**Exercise directions**: Copy out each line of the entries where the word "MemoryLedgerStore" is present.

**Records**:
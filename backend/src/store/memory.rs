//! In-memory ledger store
//!
//! Holds the whole ledger behind one async mutex. A transaction owns the
//! guard for its lifetime, so writers serialize the same way they do on
//! PostgreSQL row locks, and works on a staged copy that replaces the live
//! data only on commit. Dropping a transaction discards its staged copy.
//!
//! Faults can be injected on the n-th call of a [`Step`] to exercise rollback.

use std::collections::HashMap;
use std::sync::Arc;

use async_trait::async_trait;
use chrono::Utc;
use rust_decimal::Decimal;
use shared::{FinishedGoodLevels, LookupKey, RawMaterialCandidate, RawMaterialLevels};
use tokio::sync::{Mutex, OwnedMutexGuard};
use uuid::Uuid;

use super::{LedgerStore, LedgerTx};
use crate::error::{AppError, AppResult};
use crate::models::{
    FinishedGood, InvoiceItemContext, NewFinishedGood, NewProductionMaterial, NewProductionRun,
    NewPurchaseReturn, NewPurchaseReturnDetail, NewStockIn, NewStockOut, ProductionMaterial,
    ProductionRun, ProductionRunDetail, PurchaseReturn, PurchaseReturnDetail,
    PurchaseReturnWithDetails, RawMaterial, StockIn, StockOut,
};

/// Write steps that can be made to fail
#[derive(Debug, Clone, Copy, PartialEq, Eq, Hash)]
pub enum Step {
    WriteRawMaterial,
    WriteFinishedGood,
    InsertFinishedGood,
    InsertStockIn,
    DeleteStockIn,
    InsertStockOut,
    DeleteStockOut,
    InsertProductionRun,
    InsertProductionMaterial,
    InsertPurchaseReturn,
    InsertPurchaseReturnDetail,
    SetPurchaseReturnTotal,
    DeletePurchaseReturn,
    Commit,
}

#[derive(Debug, Clone)]
struct Outlet {
    id: Uuid,
    business_id: Uuid,
}

#[derive(Debug, Clone)]
struct Invoice {
    id: Uuid,
    outlet_id: Uuid,
}

#[derive(Debug, Clone)]
struct InvoiceItem {
    id: Uuid,
    invoice_id: Uuid,
    raw_material_id: Option<Uuid>,
    price_per_unit: Decimal,
}

#[derive(Debug, Clone, Default)]
struct LedgerData {
    outlets: Vec<Outlet>,
    invoices: Vec<Invoice>,
    invoice_items: Vec<InvoiceItem>,
    raw_materials: Vec<RawMaterial>,
    finished_goods: Vec<FinishedGood>,
    stock_ins: Vec<StockIn>,
    stock_outs: Vec<StockOut>,
    production_runs: Vec<ProductionRun>,
    production_materials: Vec<ProductionMaterial>,
    purchase_returns: Vec<PurchaseReturn>,
    purchase_return_details: Vec<PurchaseReturnDetail>,
}

impl LedgerData {
    fn outlet_business(&self, outlet_id: Uuid) -> Option<Uuid> {
        self.outlets
            .iter()
            .find(|o| o.id == outlet_id)
            .map(|o| o.business_id)
    }

    fn outlet_in_business(&self, business_id: Uuid, outlet_id: Uuid) -> bool {
        self.outlet_business(outlet_id) == Some(business_id)
    }

    fn invoice_outlet(&self, invoice_id: Uuid) -> Option<Uuid> {
        self.invoices
            .iter()
            .find(|i| i.id == invoice_id)
            .map(|i| i.outlet_id)
    }
}

#[derive(Debug, Default)]
struct Fault {
    remaining: HashMap<Step, usize>,
}

impl Fault {
    /// Count a call of `step`, failing when its countdown reaches zero
    fn hit(&mut self, step: Step) -> AppResult<()> {
        let Some(left) = self.remaining.get_mut(&step) else {
            return Ok(());
        };
        *left -= 1;
        if *left == 0 {
            self.remaining.remove(&step);
            return Err(AppError::DatabaseError(sqlx::Error::Protocol(format!(
                "injected failure at {:?}",
                step
            ))));
        }
        Ok(())
    }
}

#[derive(Debug, Default)]
struct MemoryState {
    data: LedgerData,
    faults: Fault,
    /// Ids passed to `lock_*` row reads, in call order. Never rolled back.
    lock_log: Vec<Uuid>,
}

/// Ledger store kept in process memory
#[derive(Clone, Default)]
pub struct MemoryLedgerStore {
    state: Arc<Mutex<MemoryState>>,
}

/// Transaction over a [`MemoryLedgerStore`]
pub struct MemoryLedgerTx {
    guard: OwnedMutexGuard<MemoryState>,
    staged: LedgerData,
}

impl MemoryLedgerStore {
    pub fn new() -> Self {
        Self::default()
    }

    /// Fail the `nth` (1-based) call of `step`
    pub async fn fail_on(&self, step: Step, nth: usize) {
        let mut state = self.state.lock().await;
        state.faults.remaining.insert(step, nth.max(1));
    }

    pub async fn add_outlet(&self, business_id: Uuid) -> Uuid {
        let id = Uuid::new_v4();
        let mut state = self.state.lock().await;
        state.data.outlets.push(Outlet { id, business_id });
        id
    }

    pub async fn add_raw_material(
        &self,
        outlet_id: Uuid,
        name: &str,
        sku: Option<&str>,
        levels: RawMaterialLevels,
        price_per_unit: Decimal,
    ) -> Uuid {
        let now = Utc::now();
        let row = RawMaterial {
            id: Uuid::new_v4(),
            outlet_id,
            sku: sku.map(str::to_string),
            name: name.to_string(),
            unit: "kg".to_string(),
            opening_stock: levels.opening_stock,
            stock_in: levels.stock_in,
            stock_in_production: levels.stock_in_production,
            remaining_stock: levels.remaining_stock,
            price_per_unit,
            created_at: now,
            updated_at: now,
        };
        let id = row.id;
        self.state.lock().await.data.raw_materials.push(row);
        id
    }

    pub async fn add_finished_good(
        &self,
        outlet_id: Uuid,
        name: &str,
        remaining_stock: Decimal,
    ) -> Uuid {
        let now = Utc::now();
        let row = FinishedGood {
            id: Uuid::new_v4(),
            outlet_id,
            sku: None,
            name: name.to_string(),
            unit: "pcs".to_string(),
            initial_stock: remaining_stock,
            remaining_stock,
            price_per_unit: Decimal::ZERO,
            created_at: now,
            updated_at: now,
        };
        let id = row.id;
        self.state.lock().await.data.finished_goods.push(row);
        id
    }

    /// Add a purchase invoice to the outlet
    pub async fn add_invoice(&self, outlet_id: Uuid) -> Uuid {
        let id = Uuid::new_v4();
        self.state
            .lock()
            .await
            .data
            .invoices
            .push(Invoice { id, outlet_id });
        id
    }

    /// Add an invoice line whose order detail points at `raw_material_id`
    pub async fn add_invoice_item(
        &self,
        invoice_id: Uuid,
        raw_material_id: Option<Uuid>,
        price_per_unit: Decimal,
    ) -> Uuid {
        let id = Uuid::new_v4();
        self.state.lock().await.data.invoice_items.push(InvoiceItem {
            id,
            invoice_id,
            raw_material_id,
            price_per_unit,
        });
        id
    }

    pub async fn raw_material(&self, id: Uuid) -> Option<RawMaterial> {
        let state = self.state.lock().await;
        state.data.raw_materials.iter().find(|r| r.id == id).cloned()
    }

    pub async fn finished_good(&self, id: Uuid) -> Option<FinishedGood> {
        let state = self.state.lock().await;
        state.data.finished_goods.iter().find(|f| f.id == id).cloned()
    }

    pub async fn finished_good_count(&self) -> usize {
        self.state.lock().await.data.finished_goods.len()
    }

    pub async fn stock_ins(&self) -> Vec<StockIn> {
        self.state.lock().await.data.stock_ins.clone()
    }

    pub async fn stock_out_count(&self) -> usize {
        self.state.lock().await.data.stock_outs.len()
    }

    pub async fn production_run_count(&self) -> usize {
        self.state.lock().await.data.production_runs.len()
    }

    pub async fn production_materials(&self) -> Vec<ProductionMaterial> {
        self.state.lock().await.data.production_materials.clone()
    }

    pub async fn purchase_return_count(&self) -> usize {
        self.state.lock().await.data.purchase_returns.len()
    }

    pub async fn purchase_return_detail_count(&self) -> usize {
        self.state.lock().await.data.purchase_return_details.len()
    }

    /// Stock rows locked so far, oldest first
    pub async fn lock_log(&self) -> Vec<Uuid> {
        self.state.lock().await.lock_log.clone()
    }
}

**Completed exercise**:
pub struct MemoryLedgerStore {
/// Transaction over a [`MemoryLedgerStore`]
impl MemoryLedgerStore {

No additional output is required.